Morrissey is a racist and haven’t you heard it? It’s in everything he writes (in the papers, too), and most noticeably here, amongst the noise and crashes of Alain Whyte’s structured hysteria, amongst the forever unplaced inverted commas in the chant-like “England for the English.” And that was his first fault. Trusting the listener to hear the quotation marks in “England for the English”, trusting them to hear a voice not of Morrissey’s but of the countless Davids and their cat calls. Who writes like this anymore? Who writes with risk? Who writes for anything but for the flow of syllabic tongue run off; the dribble for the bleating sheep sing-along?

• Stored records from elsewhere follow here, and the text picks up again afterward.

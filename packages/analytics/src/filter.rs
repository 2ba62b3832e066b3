//! Demographic filtering.
//!
//! Two modes share the same criteria:
//!
//! * **Predicate** ([`filter_predicate`]) keeps or drops whole ZIP codes.
//!   Tags within a category are alternatives, categories must all hold.
//! * **Weighted** ([`filter_weighted`]) estimates how many residents of each
//!   ZIP code match. Every selected category contributes the fraction of
//!   the population in its selected brackets, and the fractions are
//!   multiplied. This treats age, income, ethnicity and education as
//!   statistically independent, which real populations are not, so the
//!   target population is an approximation.
//!
//! Numeric bounds and the majority-ethnicity share apply in both modes.

use std::collections::BTreeSet;

use serde::Serialize;
use zip_market_analytics_models::{
    AgeRange, EducationTag, EthnicityTag, FilterCriteria, IncomeRange,
};
use zip_market_demographics::DemographicDataset;
use zip_market_demographics_models::{IncomeBracket, ZipRecord};

/// A dataset record that passed the filters.
#[derive(Debug, Clone, Copy, PartialEq, Serialize)]
#[serde(rename_all = "camelCase")]
pub struct MatchedZip<'a> {
    pub record: &'a ZipRecord,
    /// Estimated matching residents. Equals the population in predicate
    /// mode.
    pub target_population: f64,
}

impl<'a> MatchedZip<'a> {
    /// Wraps a record with its full population as the target.
    #[must_use]
    #[allow(clippy::cast_precision_loss)]
    pub fn whole(record: &'a ZipRecord) -> Self {
        Self {
            record,
            target_population: record.population as f64,
        }
    }
}

/// Percentage of residents with the given ethnicity.
#[must_use]
pub fn ethnicity_pct(record: &ZipRecord, tag: EthnicityTag) -> Option<f64> {
    tag.race()
        .map_or(record.hispanic_pct, |race| record.race(race))
}

/// Sum of the present values, or `None` if none is present.
fn sum_present(values: impl IntoIterator<Item = Option<f64>>) -> Option<f64> {
    values
        .into_iter()
        .flatten()
        .fold(None, |acc, v| Some(acc.unwrap_or(0.0) + v))
}

fn age_matches(record: &ZipRecord, range: AgeRange) -> Option<bool> {
    let mut present = range
        .brackets()
        .iter()
        .filter_map(|b| record.age_pct(*b))
        .peekable();
    present.peek()?;
    Some(present.any(|pct| pct > 0.0))
}

fn income_matches(record: &ZipRecord, range: IncomeRange) -> Option<bool> {
    let values = range.brackets().iter().map(|b| record.income_pct(*b));
    if range == IncomeRange::Under50k {
        return sum_present(values).map(|total| total > 0.0);
    }
    let mut present = values.flatten().peekable();
    present.peek()?;
    Some(present.any(|pct| pct > 0.0))
}

fn ethnicity_matches(record: &ZipRecord, tag: EthnicityTag) -> Option<bool> {
    ethnicity_pct(record, tag).map(|pct| pct > 0.0)
}

fn education_matches(record: &ZipRecord, tag: EducationTag) -> Option<bool> {
    record
        .education(tag.level())
        .map(|pct| pct >= tag.threshold_pct())
}

/// OR over the selected tags. Tags without data on the record are ignored;
/// if every selected tag lacks data the category passes.
fn category_matches<T: Copy>(
    selected: &BTreeSet<T>,
    matches: impl Fn(T) -> Option<bool>,
) -> bool {
    let mut decided = selected.iter().filter_map(|tag| matches(*tag)).peekable();
    if decided.peek().is_none() {
        return true;
    }
    decided.any(|m| m)
}

fn at_least(value: Option<f64>, min: Option<f64>) -> bool {
    min.is_none_or(|min| value.is_some_and(|v| v >= min))
}

fn at_most(value: Option<f64>, max: Option<f64>) -> bool {
    max.is_none_or(|max| value.is_some_and(|v| v <= max))
}

/// Inclusive numeric bounds plus the majority-ethnicity share. A record
/// missing a bounded field fails that bound. Zero is a real bound, so
/// `min_age = 0` still drops records without a median age.
#[must_use]
#[allow(clippy::cast_precision_loss)]
pub fn within_bounds(record: &ZipRecord, criteria: &FilterCriteria) -> bool {
    let majority = criteria.majority_ethnicity.is_none_or(|tag| {
        tag.majority_threshold().is_some_and(|threshold| {
            ethnicity_pct(record, tag).is_some_and(|pct| pct / 100.0 >= threshold)
        })
    });

    majority
        && at_least(record.median_age, criteria.min_age)
        && at_most(record.median_age, criteria.max_age)
        && at_least(record.median_income, criteria.min_income)
        && at_most(record.median_income, criteria.max_income)
        && at_least(
            record.college_degree_pct,
            criteria.min_college_pct.map(|pct| pct / 100.0),
        )
        && at_least(Some(record.population as f64), criteria.min_population)
}

/// Whether a record passes every selected category and bound.
#[must_use]
pub fn matches_predicate(record: &ZipRecord, criteria: &FilterCriteria) -> bool {
    category_matches(&criteria.age, |r| age_matches(record, r))
        && category_matches(&criteria.income, |r| income_matches(record, r))
        && category_matches(&criteria.ethnicity, |t| ethnicity_matches(record, t))
        && category_matches(&criteria.education, |t| education_matches(record, t))
        && within_bounds(record, criteria)
}

/// Keeps the records that pass every selected category and bound, in
/// dataset order. Empty criteria keep every record.
#[must_use]
pub fn filter_predicate<'a>(
    dataset: &'a DemographicDataset,
    criteria: &FilterCriteria,
) -> Vec<MatchedZip<'a>> {
    if criteria.is_empty() {
        return dataset.records().iter().map(MatchedZip::whole).collect();
    }

    let matched: Vec<_> = dataset
        .records()
        .iter()
        .filter(|record| matches_predicate(record, criteria))
        .map(MatchedZip::whole)
        .collect();

    log::debug!(
        "Predicate filter kept {}/{} ZIP codes",
        matched.len(),
        dataset.len()
    );

    matched
}

/// Fraction of the population in the selected brackets, clamped to
/// `[0, 1]`. Absent brackets contribute nothing; no selection yields 1.
fn multiplier(selected_pcts: impl IntoIterator<Item = Option<f64>>, selected: bool) -> f64 {
    if !selected {
        return 1.0;
    }
    (sum_present(selected_pcts).unwrap_or(0.0) / 100.0).clamp(0.0, 1.0)
}

/// Product of the per-category multipliers for one record.
#[must_use]
pub fn target_fraction(record: &ZipRecord, criteria: &FilterCriteria) -> f64 {
    let ages: BTreeSet<_> = criteria
        .age
        .iter()
        .flat_map(|r| r.brackets().iter().copied())
        .collect();
    let incomes: BTreeSet<IncomeBracket> = criteria
        .income
        .iter()
        .flat_map(|r| r.brackets().iter().copied())
        .collect();

    let age = multiplier(
        ages.iter().map(|b| record.age_pct(*b)),
        !criteria.age.is_empty(),
    );
    let income = multiplier(
        incomes.iter().map(|b| record.income_pct(*b)),
        !criteria.income.is_empty(),
    );
    let ethnicity = multiplier(
        criteria
            .ethnicity
            .iter()
            .map(|t| ethnicity_pct(record, *t)),
        !criteria.ethnicity.is_empty(),
    );
    let education = multiplier(
        criteria
            .education
            .iter()
            .map(|t| record.education(t.level())),
        !criteria.education.is_empty(),
    );

    age * income * ethnicity * education
}

/// Estimates the matching population of every record that passes the
/// bounds. Records whose estimate is not positive are dropped. Order
/// follows the dataset.
#[must_use]
#[allow(clippy::cast_precision_loss)]
pub fn filter_weighted<'a>(
    dataset: &'a DemographicDataset,
    criteria: &FilterCriteria,
) -> Vec<MatchedZip<'a>> {
    let matched: Vec<_> = dataset
        .records()
        .iter()
        .filter(|record| within_bounds(record, criteria))
        .filter_map(|record| {
            let target_population = record.population as f64 * target_fraction(record, criteria);
            (target_population > 0.0).then_some(MatchedZip {
                record,
                target_population,
            })
        })
        .collect();

    log::debug!(
        "Weighted filter kept {}/{} ZIP codes",
        matched.len(),
        dataset.len()
    );

    matched
}

#[cfg(test)]
pub(crate) mod tests {
    use super::*;
    use std::collections::BTreeMap;
    use zip_market_analytics_models::FilterParams;
    use zip_market_demographics_models::{AgeBracket, EducationLevel, Race};

    pub(crate) fn record(zip: &str, population: u64) -> ZipRecord {
        ZipRecord {
            zip_code: zip.to_string(),
            population,
            latitude: None,
            longitude: None,
            age_brackets: BTreeMap::new(),
            income_brackets: BTreeMap::new(),
            race_pct: BTreeMap::new(),
            hispanic_pct: None,
            education_pct: BTreeMap::new(),
            median_age: None,
            median_income: None,
            college_degree_pct: None,
            state: None,
        }
    }

    fn criteria(json: &str) -> FilterCriteria {
        let params: FilterParams = serde_json::from_str(json).unwrap();
        FilterCriteria::from_params(&params).unwrap()
    }

    fn zips(matched: &[MatchedZip<'_>]) -> Vec<String> {
        matched.iter().map(|m| m.record.zip_code.clone()).collect()
    }

    fn sample() -> DemographicDataset {
        let mut a = record("00001", 1000);
        a.age_brackets.insert(AgeBracket::Thirties, 40.0);
        a.age_brackets.insert(AgeBracket::Twenties, 0.0);
        a.race_pct.insert(Race::Asian, 25.0);
        a.race_pct.insert(Race::White, 60.0);
        a.hispanic_pct = Some(10.0);
        a.education_pct.insert(EducationLevel::Graduate, 12.0);
        a.median_age = Some(34.0);
        a.median_income = Some(80_000.0);
        a.college_degree_pct = Some(0.45);

        let mut b = record("00002", 500);
        b.age_brackets.insert(AgeBracket::Thirties, 0.0);
        b.age_brackets.insert(AgeBracket::Twenties, 30.0);
        b.race_pct.insert(Race::Asian, 0.0);
        b.race_pct.insert(Race::White, 20.0);
        b.hispanic_pct = Some(50.0);
        b.education_pct.insert(EducationLevel::Graduate, 5.0);
        b.median_age = Some(28.0);
        b.median_income = Some(40_000.0);
        b.college_degree_pct = Some(0.15);

        let c = record("00003", 200);

        DemographicDataset::from_records(vec![a, b, c])
    }

    #[test]
    fn empty_criteria_is_identity() {
        let dataset = sample();
        let criteria = FilterCriteria::default();
        assert_eq!(
            zips(&filter_predicate(&dataset, &criteria)),
            ["00001", "00002", "00003"]
        );
        let weighted = filter_weighted(&dataset, &criteria);
        assert_eq!(weighted.len(), 3);
        assert!(
            weighted
                .iter()
                .all(|m| (m.target_population - m.record.population as f64).abs() < 1e-9)
        );
    }

    #[test]
    fn predicate_or_within_category() {
        let dataset = sample();
        let thirties = criteria(r#"{"age":["30-39"]}"#);
        assert_eq!(
            zips(&filter_predicate(&dataset, &thirties)),
            ["00001", "00003"]
        );

        let both = criteria(r#"{"age":["30-39","20-29"]}"#);
        assert_eq!(
            zips(&filter_predicate(&dataset, &both)),
            ["00001", "00002", "00003"]
        );
    }

    #[test]
    fn adding_a_tag_never_shrinks_the_match() {
        let dataset = sample();
        for (narrow, wide) in [
            (r#"{"age":["20-29"]}"#, r#"{"age":["20-29","30-39"]}"#),
            (r#"{"ethnicity":["asian"]}"#, r#"{"ethnicity":["asian","hispanic"]}"#),
            (r#"{"education":["graduate"]}"#, r#"{"education":["graduate","bachelors"]}"#),
        ] {
            let narrow = zips(&filter_predicate(&dataset, &criteria(narrow)));
            let wide = zips(&filter_predicate(&dataset, &criteria(wide)));
            assert!(narrow.iter().all(|zip| wide.contains(zip)), "{narrow:?} vs {wide:?}");
        }
    }

    #[test]
    fn predicate_and_across_categories() {
        let dataset = sample();
        let c = criteria(r#"{"age":["20-29"],"ethnicity":["asian"]}"#);
        // 00002 matches age but has no Asian residents; 00003 has no data.
        assert_eq!(zips(&filter_predicate(&dataset, &c)), ["00003"]);
    }

    #[test]
    fn education_thresholds() {
        let dataset = sample();
        let c = criteria(r#"{"education":["graduate"]}"#);
        assert_eq!(zips(&filter_predicate(&dataset, &c)), ["00001", "00003"]);
    }

    #[test]
    fn bounds_exclude_missing_fields() {
        let dataset = sample();
        let c = criteria(r#"{"minAge":30}"#);
        assert_eq!(zips(&filter_predicate(&dataset, &c)), ["00001"]);

        let c = criteria(r#"{"minCollegePct":15,"maxIncome":40000}"#);
        assert_eq!(zips(&filter_predicate(&dataset, &c)), ["00002"]);

        let c = criteria(r#"{"minPopulation":500}"#);
        assert_eq!(zips(&filter_predicate(&dataset, &c)), ["00001", "00002"]);
    }

    #[test]
    fn zero_bound_still_requires_the_field() {
        let dataset = sample();
        let c = criteria(r#"{"minAge":0}"#);
        assert_eq!(zips(&filter_predicate(&dataset, &c)), ["00001", "00002"]);
    }

    #[test]
    fn majority_ethnicity_share() {
        let dataset = sample();
        let c = criteria(r#"{"majorityEthnicity":"white"}"#);
        assert_eq!(zips(&filter_predicate(&dataset, &c)), ["00001"]);

        let c = criteria(r#"{"majorityEthnicity":"hispanic"}"#);
        assert_eq!(zips(&filter_predicate(&dataset, &c)), ["00002"]);
    }

    #[test]
    fn weighted_multiplies_categories() {
        let dataset = sample();
        let c = criteria(r#"{"age":"30-39","ethnicity":"asian"}"#);
        let matched = filter_weighted(&dataset, &c);
        assert_eq!(zips(&matched), ["00001"]);
        assert!((matched[0].target_population - 1000.0 * 0.4 * 0.25).abs() < 1e-9);
    }

    #[test]
    fn weighted_absent_brackets_contribute_zero() {
        let dataset = sample();
        let c = criteria(r#"{"income":"over200k"}"#);
        assert!(filter_weighted(&dataset, &c).is_empty());
    }

    #[test]
    fn weighted_overlapping_ranges_count_once() {
        let mut r = record("00009", 100);
        r.income_brackets
            .insert(IncomeBracket::From100kTo125k, 30.0);
        r.income_brackets
            .insert(IncomeBracket::From125kTo150k, 20.0);
        let dataset = DemographicDataset::from_records(vec![r]);
        let c = criteria(r#"{"income":["100k-125k","100k-150k"]}"#);
        let matched = filter_weighted(&dataset, &c);
        assert!((matched[0].target_population - 50.0).abs() < 1e-9);
    }

    #[test]
    fn weighted_multiplier_is_clamped() {
        let mut r = record("00010", 100);
        r.race_pct.insert(Race::White, 80.0);
        r.hispanic_pct = Some(70.0);
        let dataset = DemographicDataset::from_records(vec![r]);
        let c = criteria(r#"{"ethnicity":["white","hispanic"]}"#);
        let matched = filter_weighted(&dataset, &c);
        assert!((matched[0].target_population - 100.0).abs() < 1e-9);
    }

    #[test]
    fn weighted_never_exceeds_population() {
        let dataset = sample();
        for json in [
            r#"{"age":["20-29","30-39","60+"]}"#,
            r#"{"ethnicity":["white","asian","hispanic"],"education":["graduate"]}"#,
        ] {
            for m in filter_weighted(&dataset, &criteria(json)) {
                assert!(m.target_population <= m.record.population as f64);
            }
        }
    }

    #[test]
    fn filtered_population_never_exceeds_total() {
        let dataset = sample();
        let c = criteria(r#"{"ethnicity":["white"]}"#);
        let total: u64 = filter_predicate(&dataset, &c)
            .iter()
            .map(|m| m.record.population)
            .sum();
        assert!(total <= dataset.total_population());
    }
}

David, a young boy breeching the walls of manhood, succumbs to the promises of the far-right National Front, sharing in the vitriol for his land in is current state, the passing of its idolised commonality, the contrary flags of neighbours, and that lamentable howl of longing for what once was – or, most probably, the imagining of the ‘once was’. (“There’s a county, you don’t live there, but one day you would like to.”) It’s likely he’s found within the role model not available elsewhere to him. And that is the story.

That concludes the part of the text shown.